• [Exercise] What you return should be the lines of the data containing "session", each in full.

☆ ☆ ☆ ☆ ☆ ☆ ☆

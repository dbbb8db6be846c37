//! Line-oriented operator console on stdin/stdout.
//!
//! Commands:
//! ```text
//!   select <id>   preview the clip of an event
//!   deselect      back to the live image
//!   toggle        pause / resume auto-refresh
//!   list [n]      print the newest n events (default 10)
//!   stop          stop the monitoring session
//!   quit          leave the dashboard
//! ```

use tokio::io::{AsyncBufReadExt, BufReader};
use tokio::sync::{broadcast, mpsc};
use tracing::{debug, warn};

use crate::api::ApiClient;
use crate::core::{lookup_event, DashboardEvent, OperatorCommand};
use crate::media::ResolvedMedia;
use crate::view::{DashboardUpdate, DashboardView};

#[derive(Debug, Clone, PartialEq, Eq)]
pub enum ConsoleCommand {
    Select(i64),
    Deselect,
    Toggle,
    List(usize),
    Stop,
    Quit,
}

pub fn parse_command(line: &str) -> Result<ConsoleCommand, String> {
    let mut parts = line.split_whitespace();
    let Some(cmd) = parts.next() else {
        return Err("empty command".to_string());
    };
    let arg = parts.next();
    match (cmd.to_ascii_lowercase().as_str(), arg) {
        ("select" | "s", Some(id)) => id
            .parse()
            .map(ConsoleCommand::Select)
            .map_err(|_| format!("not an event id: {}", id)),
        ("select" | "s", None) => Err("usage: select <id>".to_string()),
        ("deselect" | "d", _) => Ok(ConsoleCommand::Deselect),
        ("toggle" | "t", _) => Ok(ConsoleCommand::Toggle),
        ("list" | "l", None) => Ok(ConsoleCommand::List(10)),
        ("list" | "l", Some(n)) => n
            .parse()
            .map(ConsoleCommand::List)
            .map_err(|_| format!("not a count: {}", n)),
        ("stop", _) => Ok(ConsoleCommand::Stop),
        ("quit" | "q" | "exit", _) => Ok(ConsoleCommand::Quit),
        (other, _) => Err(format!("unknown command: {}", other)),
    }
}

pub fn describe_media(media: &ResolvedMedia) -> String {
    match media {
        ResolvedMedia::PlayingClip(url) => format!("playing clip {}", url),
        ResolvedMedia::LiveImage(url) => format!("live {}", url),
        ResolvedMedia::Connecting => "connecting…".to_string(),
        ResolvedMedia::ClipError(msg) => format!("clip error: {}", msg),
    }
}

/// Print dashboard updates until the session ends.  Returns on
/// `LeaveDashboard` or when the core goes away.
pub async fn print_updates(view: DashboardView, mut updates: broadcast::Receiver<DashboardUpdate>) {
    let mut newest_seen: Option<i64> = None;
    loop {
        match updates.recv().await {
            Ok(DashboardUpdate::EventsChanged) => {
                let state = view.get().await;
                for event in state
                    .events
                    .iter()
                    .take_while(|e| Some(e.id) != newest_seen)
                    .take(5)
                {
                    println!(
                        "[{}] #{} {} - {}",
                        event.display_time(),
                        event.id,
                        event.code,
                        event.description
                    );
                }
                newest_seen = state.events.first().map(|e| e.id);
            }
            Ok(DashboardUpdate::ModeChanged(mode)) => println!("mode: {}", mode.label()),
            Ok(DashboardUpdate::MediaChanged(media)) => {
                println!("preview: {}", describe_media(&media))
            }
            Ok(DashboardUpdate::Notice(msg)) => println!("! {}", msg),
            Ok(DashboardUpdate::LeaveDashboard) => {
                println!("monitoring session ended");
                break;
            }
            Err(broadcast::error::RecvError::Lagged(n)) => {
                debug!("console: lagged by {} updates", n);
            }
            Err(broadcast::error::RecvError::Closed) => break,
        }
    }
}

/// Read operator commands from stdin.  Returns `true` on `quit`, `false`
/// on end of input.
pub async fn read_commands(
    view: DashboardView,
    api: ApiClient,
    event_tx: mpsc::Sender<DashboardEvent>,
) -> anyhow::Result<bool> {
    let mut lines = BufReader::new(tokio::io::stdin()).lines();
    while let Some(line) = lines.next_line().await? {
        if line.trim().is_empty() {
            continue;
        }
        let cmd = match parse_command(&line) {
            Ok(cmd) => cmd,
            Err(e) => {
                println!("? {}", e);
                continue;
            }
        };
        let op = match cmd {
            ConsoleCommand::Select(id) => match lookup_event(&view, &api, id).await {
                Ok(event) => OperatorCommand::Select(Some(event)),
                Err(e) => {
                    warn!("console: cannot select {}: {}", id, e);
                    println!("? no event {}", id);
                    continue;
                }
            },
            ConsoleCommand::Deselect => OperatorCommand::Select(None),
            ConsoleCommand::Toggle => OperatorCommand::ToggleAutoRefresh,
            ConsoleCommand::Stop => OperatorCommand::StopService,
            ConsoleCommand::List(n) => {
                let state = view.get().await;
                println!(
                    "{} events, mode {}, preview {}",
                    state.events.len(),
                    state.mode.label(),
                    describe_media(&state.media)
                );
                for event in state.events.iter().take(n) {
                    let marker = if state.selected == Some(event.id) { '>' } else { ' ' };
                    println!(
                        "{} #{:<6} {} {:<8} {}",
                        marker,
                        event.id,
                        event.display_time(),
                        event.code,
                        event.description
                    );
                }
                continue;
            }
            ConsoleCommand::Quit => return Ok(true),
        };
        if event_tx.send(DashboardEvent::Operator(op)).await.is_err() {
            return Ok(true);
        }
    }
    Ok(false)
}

☆ ☆ ☆ ☆ ☆ ☆ ☆

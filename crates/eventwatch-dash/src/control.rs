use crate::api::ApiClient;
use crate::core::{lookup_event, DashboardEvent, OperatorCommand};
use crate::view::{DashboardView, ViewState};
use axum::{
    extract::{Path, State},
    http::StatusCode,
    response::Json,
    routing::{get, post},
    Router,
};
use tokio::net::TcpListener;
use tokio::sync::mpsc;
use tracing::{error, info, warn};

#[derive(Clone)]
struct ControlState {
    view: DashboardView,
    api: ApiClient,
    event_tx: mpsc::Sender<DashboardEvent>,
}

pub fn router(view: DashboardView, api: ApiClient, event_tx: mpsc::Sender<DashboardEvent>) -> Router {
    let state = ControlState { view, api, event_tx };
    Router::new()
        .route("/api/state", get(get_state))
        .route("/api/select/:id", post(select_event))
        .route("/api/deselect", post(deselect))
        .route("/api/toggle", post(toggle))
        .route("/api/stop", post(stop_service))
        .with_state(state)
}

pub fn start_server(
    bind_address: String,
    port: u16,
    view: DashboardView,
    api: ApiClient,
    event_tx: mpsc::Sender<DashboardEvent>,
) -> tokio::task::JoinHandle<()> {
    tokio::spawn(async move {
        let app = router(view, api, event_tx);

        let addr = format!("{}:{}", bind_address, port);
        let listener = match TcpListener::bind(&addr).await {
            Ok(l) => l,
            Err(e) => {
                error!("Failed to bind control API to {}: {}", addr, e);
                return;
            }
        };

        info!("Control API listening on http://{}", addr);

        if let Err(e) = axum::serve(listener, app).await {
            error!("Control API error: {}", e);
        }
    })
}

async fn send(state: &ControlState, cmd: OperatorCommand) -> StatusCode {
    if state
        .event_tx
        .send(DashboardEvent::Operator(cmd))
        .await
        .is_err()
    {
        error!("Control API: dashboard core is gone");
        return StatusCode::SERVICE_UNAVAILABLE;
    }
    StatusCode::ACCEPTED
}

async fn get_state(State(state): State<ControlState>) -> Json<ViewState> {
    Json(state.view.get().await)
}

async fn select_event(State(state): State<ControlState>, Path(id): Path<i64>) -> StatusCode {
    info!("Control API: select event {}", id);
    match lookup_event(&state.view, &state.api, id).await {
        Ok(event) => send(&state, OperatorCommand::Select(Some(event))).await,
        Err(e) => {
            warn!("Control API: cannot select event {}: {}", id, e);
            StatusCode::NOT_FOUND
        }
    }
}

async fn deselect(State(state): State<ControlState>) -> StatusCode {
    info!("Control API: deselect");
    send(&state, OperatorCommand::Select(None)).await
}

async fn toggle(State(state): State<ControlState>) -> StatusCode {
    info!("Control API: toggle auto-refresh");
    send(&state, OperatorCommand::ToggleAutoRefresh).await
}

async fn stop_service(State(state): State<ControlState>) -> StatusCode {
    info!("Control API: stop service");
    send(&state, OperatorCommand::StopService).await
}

☆ ☆ ☆ ☆ ☆ ☆ ☆

• [Result]
//!   stop          stop the monitoring session
/// Print dashboard updates until the session ends.  Returns on
                println!("monitoring session ended");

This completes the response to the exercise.